Jobless again the following summer, my friend Neil and I were parentally pressured into finding gainful employment. Following a few weeks of lackluster search, the State of New York presented us with two opportunities to join the work-force in tandem. The first position was a high paying job filling pot holes on the Robert Moses Causeway; the second was a lower paying gig working as ushers at the Jones Beach Amphitheatre. Hmmm, shoveling hot tar on a road crew in the unforgiving heat or a helping elderly people to their seats at a breezy sea-side theatre? Neil and I consulted for a full three seconds before we decided to go into show business.

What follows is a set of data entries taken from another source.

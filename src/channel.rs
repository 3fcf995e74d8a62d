//! Framed packet I/O and payload transfer over one transport connection.
//!
//! Combines a read-until-LF framing loop over a growable buffer with a
//! single-writer queue so concurrent callers can write without coordinating
//! among themselves.

use crate::crypto::{self, CertificateInfo};
use crate::error::{ProtocolError, Result};
use crate::identity::IdentityPacket;
use crate::packet::Packet;
use crate::transport::Transport;
use std::collections::VecDeque;
use std::sync::atomic::{AtomicBool, AtomicU64, Ordering};
use std::sync::Arc;
use tokio::sync::{mpsc, oneshot, Mutex};
use tracing::{debug, trace, warn};

/// Initial and untrusted-peer-ceiling read buffer size.
const INITIAL_BUFFER_SIZE: usize = 8192;
/// Growth ceiling once a peer is trusted.
const TRUSTED_BUFFER_CEILING: usize = 10 * 1024 * 1024;

/// One pending outbound packet plus the caller's completion handle.
struct QueuedWrite {
    packet: Packet,
    done: oneshot::Sender<Result<()>>,
}

/// A full-duplex, framed packet stream over one [`Transport`] connection.
///
/// Reads are driven explicitly via [`Channel::read_packet`]; writes are
/// serialized internally so concurrent callers may call
/// [`Channel::write_packet`] without coordinating among themselves.
pub struct Channel {
    transport: Arc<dyn Transport>,
    local_certificate: CertificateInfo,
    peer_certificate_der: Vec<u8>,
    /// Timestamp from the pairing exchange, needed for the v8 verification
    /// key formula. `None` until pairing completes on a v8 peer.
    pairing_timestamp: Mutex<Option<i64>>,
    trusted: AtomicBool,
    closed: Arc<AtomicBool>,
    read_buf: Mutex<ReadState>,
    write_tx: mpsc::UnboundedSender<QueuedWrite>,
    /// The peer's identity, as read off this connection before it was
    /// handed to a [`crate::device::Device`]. Populated by the channel
    /// service that negotiated this channel.
    peer_identity: Mutex<Option<IdentityPacket>>,
    /// Process-unique id, used only to compare two `Arc<Channel>` handles
    /// for identity (e.g. "is this the channel that just closed").
    id: u64,
}

static NEXT_CHANNEL_ID: AtomicU64 = AtomicU64::new(1);

struct ReadState {
    buf: Vec<u8>,
    /// Bytes already consumed from the front of `buf`, to avoid repeated
    /// memmoves while scanning for more data than one read yields.
    filled: usize,
}

impl Channel {
    /// Wrap a connected transport. `trusted` should reflect whether the
    /// peer is already a paired device (affects the read buffer ceiling).
    pub fn new(transport: Arc<dyn Transport>, trusted: bool) -> Self {
        let local_certificate = transport.local_certificate().clone();
        let peer_certificate_der = transport.peer_certificate_der().to_vec();

        let (write_tx, write_rx) = mpsc::unbounded_channel();
        let channel_transport = transport.clone();
        let closed = Arc::new(AtomicBool::new(false));
        tokio::spawn(Self::run_writer(channel_transport, write_rx, closed.clone()));

        Self {
            transport,
            local_certificate,
            peer_certificate_der,
            pairing_timestamp: Mutex::new(None),
            trusted: AtomicBool::new(trusted),
            closed,
            read_buf: Mutex::new(ReadState {
                buf: vec![0u8; INITIAL_BUFFER_SIZE],
                filled: 0,
            }),
            write_tx,
            peer_identity: Mutex::new(None),
            id: NEXT_CHANNEL_ID.fetch_add(1, Ordering::Relaxed),
        }
    }

    pub fn id(&self) -> u64 {
        self.id
    }

    pub async fn set_peer_identity(&self, identity: IdentityPacket) {
        *self.peer_identity.lock().await = Some(identity);
    }

    pub async fn peer_identity(&self) -> Option<IdentityPacket> {
        self.peer_identity.lock().await.clone()
    }

    pub fn mark_trusted(&self) {
        self.trusted.store(true, Ordering::SeqCst);
    }

    pub fn is_trusted(&self) -> bool {
        self.trusted.load(Ordering::SeqCst)
    }

    pub fn is_closed(&self) -> bool {
        self.closed.load(Ordering::SeqCst)
    }

    pub async fn set_pairing_timestamp(&self, ts: i64) {
        *self.pairing_timestamp.lock().await = Some(ts);
    }

    pub fn remote_address(&self) -> crate::transport::TransportAddress {
        self.transport.remote_address()
    }

    pub fn capabilities(&self) -> crate::transport::TransportCapabilities {
        self.transport.capabilities()
    }

    /// Derive the human-verifiable pairing string from both certificates'
    /// SubjectPublicKeyInfo bytes.
    pub async fn verification_key(&self) -> Result<String> {
        let local_spki = self.local_certificate.subject_public_key_info()?;
        let peer_cert = openssl::x509::X509::from_der(&self.peer_certificate_der)?;
        let peer_spki = peer_cert.public_key()?.public_key_to_der()?;

        let ts = *self.pairing_timestamp.lock().await;
        Ok(crypto::derive_verification_key(&local_spki, &peer_spki, ts))
    }

    pub fn peer_fingerprint(&self) -> Result<String> {
        Ok(CertificateInfo::calculate_fingerprint(&self.peer_certificate_der))
    }

    /// Raw DER bytes of the peer's certificate, as presented by the
    /// transport during its handshake. Used by [`crate::device::Device`] to
    /// persist the peer certificate on a successful pairing accept.
    pub fn peer_certificate_der(&self) -> &[u8] {
        &self.peer_certificate_der
    }

    /// Await one complete, validated packet from the transport.
    ///
    /// Fails with [`ProtocolError::ConnectionClosed`] if the channel has
    /// already been closed, or on clean EOF from the transport.
    pub async fn read_packet(&self) -> Result<Packet> {
        if self.is_closed() {
            return Err(ProtocolError::ConnectionClosed);
        }

        let mut state = self.read_buf.lock().await;
        loop {
            if let Some(pos) = state.buf[..state.filled].iter().position(|&b| b == b'\n') {
                let line = state.buf[..pos].to_vec();
                let remaining = state.filled - (pos + 1);
                state.buf.copy_within(pos + 1..state.filled, 0);
                state.filled = remaining;
                let packet = Packet::from_bytes(&line)?;
                trace!(packet_type = %packet.packet_type, "read_packet");
                return Ok(packet);
            }

            let ceiling = if self.is_trusted() {
                TRUSTED_BUFFER_CEILING
            } else {
                INITIAL_BUFFER_SIZE
            };

            if state.filled == state.buf.len() {
                if state.buf.len() >= ceiling {
                    return Err(ProtocolError::MessageTooLarge {
                        actual: state.buf.len() + 1,
                        max: ceiling,
                    });
                }
                let new_len = (state.buf.len() * 2).min(ceiling);
                state.buf.resize(new_len, 0);
            }

            let filled = state.filled;
            let n = self.transport.read(&mut state.buf[filled..]).await?;
            if n == 0 {
                self.mark_closed();
                return Err(ProtocolError::ConnectionClosed);
            }
            state.filled += n;
        }
    }

    /// Enqueue a packet for writing. Resolves once the packet has actually
    /// reached the transport (or failed).
    pub async fn write_packet(&self, packet: Packet) -> Result<()> {
        if self.is_closed() {
            return Err(ProtocolError::ConnectionClosed);
        }
        let (done_tx, done_rx) = oneshot::channel();
        self.write_tx
            .send(QueuedWrite {
                packet,
                done: done_tx,
            })
            .map_err(|_| ProtocolError::ConnectionClosed)?;
        done_rx.await.map_err(|_| ProtocolError::ConnectionClosed)?
    }

    /// Background task draining the write queue one packet at a time,
    /// stamping `id` with the current time before each send.
    async fn run_writer(
        transport: Arc<dyn Transport>,
        mut rx: mpsc::UnboundedReceiver<QueuedWrite>,
        closed: Arc<AtomicBool>,
    ) {
        while let Some(item) = rx.recv().await {
            let mut packet = item.packet;
            packet.id = crate::packet::current_timestamp_ms();
            let result = match packet.to_bytes() {
                Ok(bytes) => transport.write_all(&bytes).await,
                Err(e) => Err(e),
            };
            let failed = result.is_err();
            let _ = item.done.send(result);
            if failed {
                warn!("channel write failed, draining remaining queue as closed");
                closed.store(true, Ordering::SeqCst);
                while let Ok(next) = rx.try_recv() {
                    let _ = next.done.send(Err(ProtocolError::ConnectionClosed));
                }
                break;
            }
        }
    }

    /// Open an auxiliary upload: send `packet` (annotated with payload
    /// coordinates) then hand back the output stream for the caller to
    /// fill.
    pub async fn upload(&self, packet: Packet) -> Result<(Packet, Box<dyn tokio::io::AsyncWrite + Send + Unpin>)> {
        let (info, sink) = self.transport.open_upload().await?;
        let annotated = packet.with_payload_transfer_info(info);
        self.write_packet(annotated.clone()).await?;
        Ok((annotated, sink))
    }

    /// Connect to the endpoint described in `packet`'s `payloadTransferInfo`
    /// and return the input stream for the caller to drain.
    pub async fn download(&self, packet: &Packet) -> Result<Box<dyn tokio::io::AsyncRead + Send + Unpin>> {
        let info = packet
            .payload_transfer_info
            .as_ref()
            .ok_or_else(|| ProtocolError::MissingField("payloadTransferInfo".to_string()))?;
        self.transport.open_download(info).await
    }

    /// Idempotent close: cancels all queued writes with
    /// [`ProtocolError::ConnectionClosed`] and closes the transport.
    pub async fn close(&self) -> Result<()> {
        if self.closed.swap(true, Ordering::SeqCst) {
            return Ok(());
        }
        debug!("closing channel");
        self.transport.close().await
    }

    fn mark_closed(&self) {
        self.closed.store(true, Ordering::SeqCst);
    }
}

impl std::fmt::Debug for Channel {
    fn fmt(&self, f: &mut std::fmt::Formatter<'_>) -> std::fmt::Result {
        f.debug_struct("Channel")
            .field("remote", &self.transport.remote_address())
            .field("trusted", &self.is_trusted())
            .field("closed", &self.is_closed())
            .finish()
    }
}

/// Priority ordering over a device's attached channels: the channel with
/// the highest transport priority is "current".
pub fn select_current<'a>(channels: &'a VecDeque<Arc<Channel>>) -> Option<&'a Arc<Channel>> {
    channels
        .iter()
        .max_by_key(|c| c.capabilities().priority)
}

#[cfg(test)]
mod tests {
    use super::*;
    use crate::transport::mock::MockTransport;
    use crate::transport::Priority;
    use serde_json::json;

    fn certs() -> (CertificateInfo, CertificateInfo) {
        (
            CertificateInfo::generate("a".repeat(32), 10).unwrap(),
            CertificateInfo::generate("b".repeat(32), 10).unwrap(),
        )
    }

    #[tokio::test]
    async fn write_then_read_round_trips() {
        let (cert_a, cert_b) = certs();
        let (ta, tb) = MockTransport::pair(cert_a, cert_b, Priority(0));
        let a = Channel::new(Arc::new(ta), true);
        let b = Channel::new(Arc::new(tb), true);

        a.write_packet(Packet::new("kdeconnect.ping", json!({"message": "hi"})))
            .await
            .unwrap();
        let got = b.read_packet().await.unwrap();
        assert_eq!(got.packet_type, "kdeconnect.ping");
        assert_eq!(got.get_string("message"), Some("hi"));
        assert!(got.id > 0, "writer should stamp id with current time");
    }

    #[tokio::test]
    async fn untrusted_peer_buffer_is_capped_at_initial_size() {
        let (cert_a, cert_b) = certs();
        let (ta, tb) = MockTransport::pair(cert_a, cert_b, Priority(0));
        let a = Channel::new(Arc::new(ta), false);
        let b = Channel::new(Arc::new(tb), false);

        let huge = "x".repeat(INITIAL_BUFFER_SIZE * 2);
        a.write_packet(Packet::new("kdeconnect.ping", json!({"message": huge})))
            .await
            .unwrap();

        let err = b.read_packet().await.unwrap_err();
        assert!(matches!(err, ProtocolError::MessageTooLarge { .. }));
    }

    #[tokio::test]
    async fn close_is_idempotent() {
        let (cert_a, cert_b) = certs();
        let (ta, _tb) = MockTransport::pair(cert_a, cert_b, Priority(0));
        let a = Channel::new(Arc::new(ta), true);
        a.close().await.unwrap();
        a.close().await.unwrap();
        assert!(a.is_closed());
    }

    #[tokio::test]
    async fn write_after_close_fails() {
        let (cert_a, cert_b) = certs();
        let (ta, _tb) = MockTransport::pair(cert_a, cert_b, Priority(0));
        let a = Channel::new(Arc::new(ta), true);
        a.close().await.unwrap();
        let err = a
            .write_packet(Packet::new("kdeconnect.ping", json!({})))
            .await
            .unwrap_err();
        assert!(matches!(err, ProtocolError::ConnectionClosed));
    }

    #[tokio::test]
    async fn verification_key_agrees_both_directions() {
        let (cert_a, cert_b) = certs();
        let (ta, tb) = MockTransport::pair(cert_a, cert_b, Priority(0));
        let a = Channel::new(Arc::new(ta), true);
        let b = Channel::new(Arc::new(tb), true);
        a.set_pairing_timestamp(42).await;
        b.set_pairing_timestamp(42).await;

        let ka = a.verification_key().await.unwrap();
        let kb = b.verification_key().await.unwrap();
        assert_eq!(ka, kb);
        assert_eq!(ka.len(), 8);
    }
}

Jones Beach Amphitheatre is an eight thousand seat outdoor venue which sits right on the ocean. In the late seventies, the theatre featured revivals of Broadway hits from yesteryear. In 1979 I would experience a unique type of torture upon viewing seventy-two straight performances of "The Sound of Music." Even the indomitable Maria Von Trapp herself might have "climbed every mountain" and leaped off the highest peak after first forty or so shows. The cast was comprised of several long in the tooth actors and actresses who had not been on stage since dinosaurs roamed the earth. One night Captain Von Trapp's uppers slipped from his mouth right in the middle of "Edelweiss." I'm talking old.

The next year's production was "Damn Yankees," a musical starring former gridiron star Joe Namath. The best thing I can say about Joe's singing is that it was only slightly better than his running ability. The poor guy could barely walk. As ushers we were required to wear Yankee baseball uniforms, complete with cap. For a lifelong Mets fan (like myself), this was a truly repugnant. If the Yankees played ball against the Taliban I would gladly grow my beard long, wear a turban, and heckle Derek Jeter in Persian.

In 1981 the final season of stage plays were performed at Jones Beach Theatre. Barry Williams, known to most of world as Greg, the oldest son on the television show "The Brady Bunch," played the lead role of "Tony" in "West Side Story," and yes, it was as bad as it sounds. His best years behind him, Barry showed as much charm and stage presence as a broom handle with a smile painted on it.

Presently, the theatre hosts a concert series featuring Boston, The Allman Brothers Band and Journey on consecutive nights in August. From old time musical revivals to rescuing acts from the "where are they now" file, one can see a kind of symmetry forming their scheduling format.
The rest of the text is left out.